Class 2 Device Recall Pressure Imaging System

• Date Initiated by Firm: July 20, 2009
• Date Posted: January 18, 2011
• Recall Status: Terminated on January 31, 2011
• Recall Number: Z-0919-2011
• Recall Event ID: 54229
• Product Classification: System, pressure measurement, intermittent - Product Code JFC
• Product: Product labeling of the X3 Display reads in part:; "XSENSOR Technology Corporation***X3 DISPLAY*** REF: XBOM-002 PID: CTDPDA00 S*** R***60601-1 61010-1***Calgary, AB, CANADA***Made in Canada".; ; Product labeling of the X3 PRO reads in part:; "XSENSOR Technology Corporation***X3 PRO***REF:XBOM-004 PID: CMUHUB00 S***R***60601-1 61010-1***Calgary, AB, CANADA***Made in Canada".; ; Pressure mapping and surface assessment for seats, seat backs, and beds. XSENSOR pressure imaging systems, also known as pressure mapping systems, are a valuable tool in helping clinicians prevent and manage pressure ulcers. Clinicians, nurses, and rehabilitation specialists use XSENSOR pressure imaging systems to help prevent pressure ulcers through improved surface selection and patient positioning on wheelchairs and hospital beds.
• Code Information: Serial numbers for X3 display: CTDPDA00 S2000 R04, CTDPDA00 S2001 R04, CTDPDA00 S2002 R04, CTDPDA00 S2003 R04, CTDPDA00 S2004 R04, CTDPDA00 S2005 R04, CTDPDA00 S2006 R04, CTDPDA00 S2007 R04, CTDPDA00 S2013 R04, CTDPDA00 S2016 R04, CTDPDA00 S2017 R04, CTDPDA00 S2021 R04, CTDPDA00 S2022 R04, CTDPDA00 S2024 R04, CTDPDA00 S2025 R04, CTDPDA00 S2026 R04, CTDPDA00 S2027 R04, CTDPDA00 S2028 R04, CTDPDA00 S2030 R04, CTDPDA00 S2032 R04, CTDPDA00 S2035 R05, CTDPDA00 S2036 R05, CTDPDA00 S2037 R05, CTDPDA00 S2038 R05, CTDPDA00 S2039 R05, CTDPDA00 S2040 R05, CTDPDA00 S2041 R05, CTDPDA00 S2042 R05, CTDPDA00 S2043 R05, CTDPDA00 S2044 R05, CTDPDA00 S2045 R05, CTDPDA00 S2050 R05, and CTDPDA00 S2054 R05. Serial numbers for X3 PRO: CMUHUB00 S2023 R05 and CMUHUB00 S2033 R05.
• Recalling Firm/ Manufacturer: Xsensor Technology Corporation; 111 319 2nd Ave Sw; Calgary Canada
• For Additional Information Contact: 866-927-5222
• Manufacturer Reason for Recall: The plastic enclosures for the X3 Display and X3 PRO Pressure Mapping System has a UL94 HB flammability rating while the medical equipment specification UL 60601-1 requires V-2 rated plastic for electronic enclosures.

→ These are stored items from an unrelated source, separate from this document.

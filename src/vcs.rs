//! Version control operations, delegated to the `git` CLI.

use std::path::{Path, PathBuf};
use std::process::Command;

use tracing::{debug, info};

use crate::error::Error;

/// The two git operations the tool needs.
pub trait VersionControl {
    /// Most recent commit log entry as plain text.
    fn last_log_entry(&self) -> Result<String, Error>;

    /// Commit all tracked changes using `message_file`, opening the editor.
    fn commit(&self, message_file: &Path) -> Result<(), Error>;
}

/// `git` run inside a working directory.
#[derive(Debug, Clone)]
pub struct Git {
    workdir: PathBuf,
}

impl Git {
    pub fn new(workdir: impl Into<PathBuf>) -> Self {
        Self {
            workdir: workdir.into(),
        }
    }

    fn command(&self) -> Command {
        let mut cmd = Command::new("git");
        cmd.current_dir(&self.workdir);
        cmd
    }
}

impl VersionControl for Git {
    fn last_log_entry(&self) -> Result<String, Error> {
        let output = self
            .command()
            .args(["log", "-1"])
            .output()
            .map_err(|e| Error::vcs("log", e.to_string()))?;

        if !output.status.success() {
            let stderr = String::from_utf8_lossy(&output.stderr);
            return Err(Error::vcs("log", stderr.trim()));
        }

        let entry = String::from_utf8_lossy(&output.stdout).trim_end().to_string();
        debug!(bytes = entry.len(), "Read latest commit");
        Ok(entry)
    }

    fn commit(&self, message_file: &Path) -> Result<(), Error> {
        info!(file = %message_file.display(), "Running git commit");

        // Inherits the terminal so the editor can open.
        let status = self
            .command()
            .arg("commit")
            .arg("-a")
            .arg("--edit")
            .arg("-F")
            .arg(message_file)
            .status()
            .map_err(|e| Error::vcs("commit", e.to_string()))?;

        if !status.success() {
            return Err(Error::vcs("commit", format!("exited with {}", status)));
        }

        Ok(())
    }
}
//! Provider factories.
//!
//! Each provider type registers a factory that builds instances from the
//! free-form `settings` of a provider binding. The gateway looks types up by
//! name, so adding a backend never touches an enum.

use std::collections::BTreeMap;
use std::sync::Arc;

use serde_json::Value as JsonValue;

use super::{LlmProvider, ProviderError};

/// Builds providers of one type from configuration.
pub trait ProviderFactory: Send + Sync {
    /// Unique type name, matched against a binding's `type`.
    fn provider_type(&self) -> &'static str;

    fn create(&self, settings: &JsonValue) -> Result<Arc<dyn LlmProvider>, ProviderError>;

    /// Check settings without creating a provider.
    fn validate_config(&self, settings: &JsonValue) -> Result<(), ProviderError>;

    /// Model used when a binding does not name one.
    fn default_model(&self) -> &'static str;

    fn description(&self) -> &'static str {
        "Generative model provider"
    }
}

/// Provider factories by type name.
#[derive(Default)]
pub struct ProviderRegistry {
    factories: BTreeMap<String, Arc<dyn ProviderFactory>>,
}

impl ProviderRegistry {
    pub fn new() -> Self {
        Self::default()
    }

    /// Register a factory, replacing any with the same type name.
    pub fn register(&mut self, factory: Arc<dyn ProviderFactory>) {
        self.factories
            .insert(factory.provider_type().to_string(), factory);
    }

    pub fn create(
        &self,
        provider_type: &str,
        settings: &JsonValue,
    ) -> Result<Arc<dyn LlmProvider>, ProviderError> {
        self.factory(provider_type)?.create(settings)
    }

    pub fn validate(&self, provider_type: &str, settings: &JsonValue) -> Result<(), ProviderError> {
        self.factory(provider_type)?.validate_config(settings)
    }

    pub fn default_model(&self, provider_type: &str) -> Option<&'static str> {
        self.factories.get(provider_type).map(|f| f.default_model())
    }

    pub fn available_types(&self) -> Vec<&str> {
        self.factories.keys().map(|s| s.as_str()).collect()
    }

    pub fn has_provider(&self, provider_type: &str) -> bool {
        self.factories.contains_key(provider_type)
    }

    fn factory(&self, provider_type: &str) -> Result<&Arc<dyn ProviderFactory>, ProviderError> {
        self.factories.get(provider_type).ok_or_else(|| {
            ProviderError::NotConfigured(format!(
                "Unknown provider type: '{}'. Available: {:?}",
                provider_type,
                self.available_types()
            ))
        })
    }

    /// A registry with every provider compiled into this build.
    pub fn with_defaults() -> Self {
        #[allow(unused_mut)]
        let mut registry = Self::new();
        #[cfg(feature = "anthropic")]
        registry.register(Arc::new(super::AnthropicProviderFactory));
        #[cfg(feature = "openai")]
        registry.register(Arc::new(super::OpenAiProviderFactory));
        registry
    }
}

/// Reject `base_url` settings that are not HTTP(S) URLs.
#[cfg_attr(not(any(feature = "anthropic", feature = "openai")), allow(dead_code))]
pub(super) fn validate_base_url(settings: &JsonValue) -> Result<(), ProviderError> {
    if let Some(url) = settings["base_url"].as_str() {
        if !url.starts_with("http://") && !url.starts_with("https://") {
            return Err(ProviderError::NotConfigured(
                "base_url must start with http:// or https://".to_string(),
            ));
        }
    }
    Ok(())
}

impl std::fmt::Debug for ProviderRegistry {
    fn fmt(&self, f: &mut std::fmt::Formatter<'_>) -> std::fmt::Result {
        f.debug_struct("ProviderRegistry")
            .field("providers", &self.available_types())
            .finish()
    }
}

#[cfg(test)]
mod tests {
    use super::*;
    use crate::providers::{ChatMessage, CompletionConfig, CompletionResponse, TokenUsage};
    use async_trait::async_trait;

    struct EchoProvider {
        name: String,
    }

    #[async_trait]
    impl LlmProvider for EchoProvider {
        async fn complete(
            &self,
            messages: Vec<ChatMessage>,
            config: &CompletionConfig,
        ) -> Result<CompletionResponse, ProviderError> {
            Ok(CompletionResponse {
                content: messages.last().map(|m| m.content.clone()).unwrap_or_default(),
                usage: TokenUsage::default(),
                model: config.model.clone(),
                stop_reason: None,
            })
        }

        fn name(&self) -> &str {
            &self.name
        }
    }

    struct EchoFactory;

    impl ProviderFactory for EchoFactory {
        fn provider_type(&self) -> &'static str {
            "echo"
        }

        fn create(&self, settings: &JsonValue) -> Result<Arc<dyn LlmProvider>, ProviderError> {
            self.validate_config(settings)?;
            let name = settings["name"].as_str().unwrap_or("echo").to_string();
            Ok(Arc::new(EchoProvider { name }))
        }

        fn validate_config(&self, settings: &JsonValue) -> Result<(), ProviderError> {
            if settings["broken"].as_bool() == Some(true) {
                return Err(ProviderError::NotConfigured("broken".into()));
            }
            Ok(())
        }

        fn default_model(&self) -> &'static str {
            "echo-1"
        }
    }

    #[test]
    fn test_register_and_create() {
        let mut registry = ProviderRegistry::new();
        registry.register(Arc::new(EchoFactory));

        assert!(registry.has_provider("echo"));
        assert_eq!(registry.available_types(), vec!["echo"]);
        assert_eq!(registry.default_model("echo"), Some("echo-1"));

        let provider = registry
            .create("echo", &serde_json::json!({ "name": "loud-echo" }))
            .unwrap();
        assert_eq!(provider.name(), "loud-echo");
    }

    #[test]
    fn test_unknown_type() {
        let registry = ProviderRegistry::new();
        match registry.create("nope", &serde_json::json!({})) {
            Err(ProviderError::NotConfigured(msg)) => assert!(msg.contains("Unknown provider type")),
            _ => panic!("expected NotConfigured"),
        }
        assert!(registry.validate("nope", &serde_json::json!({})).is_err());
    }

    #[test]
    fn test_validate_delegates_to_factory() {
        let mut registry = ProviderRegistry::new();
        registry.register(Arc::new(EchoFactory));

        assert!(registry.validate("echo", &serde_json::json!({})).is_ok());
        assert!(registry.validate("echo", &serde_json::json!({ "broken": true })).is_err());
    }
}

• FDA Determined Cause: Component change control
• Action: On July 6, 2009, Xsensor sent an "URGENT: MEDICAL DEVICE RECALL" notifications to their consignees/customers. The consignees/customers were informed that the incorrect material of the plastic enclosures was used. The incorrect plastic had a UL94 HB flammability rating while the medical equipment specification UL 60601-1 required V-2 rated plastic for electronic enclosures. The firm provided prepaid shipping box to consignees/customers with instructions for returning the components. The components were refurbished and returned to consignees for free of charge. For further information please contact XSENSORs Customer Support at 1-866-927-5222.
• Quantity in Commerce: 33 units of X3 Display and 2 units of X3 Pro
• Distribution: Devices were distributed to one distributor, medical facilities, and rehab centers through out the US, including following states: AL, AR, AZ, CA, CO, FL, GA, IA, IL, KS, ME, MI, MN, MO, NC, NY, OH, OK, OR, PA, SC, TN, TX, VA, VT, and WI.
• Total Product Life Cycle: TPLC Device Report

¹ A record in this database is created when a firm initiates a correction or removal action. The record is updated if the FDA identifies a violation and classifies the action as a recall, and it is updated for a final time when the recall is terminated. Learn more about medical device recalls.
² Per FDA policy, recall cause determinations are subject to modification up to the point of termination of the recall.
³ For details about termination of a recall see Code of Federal Regulations (CFR) Title 21 §7.55.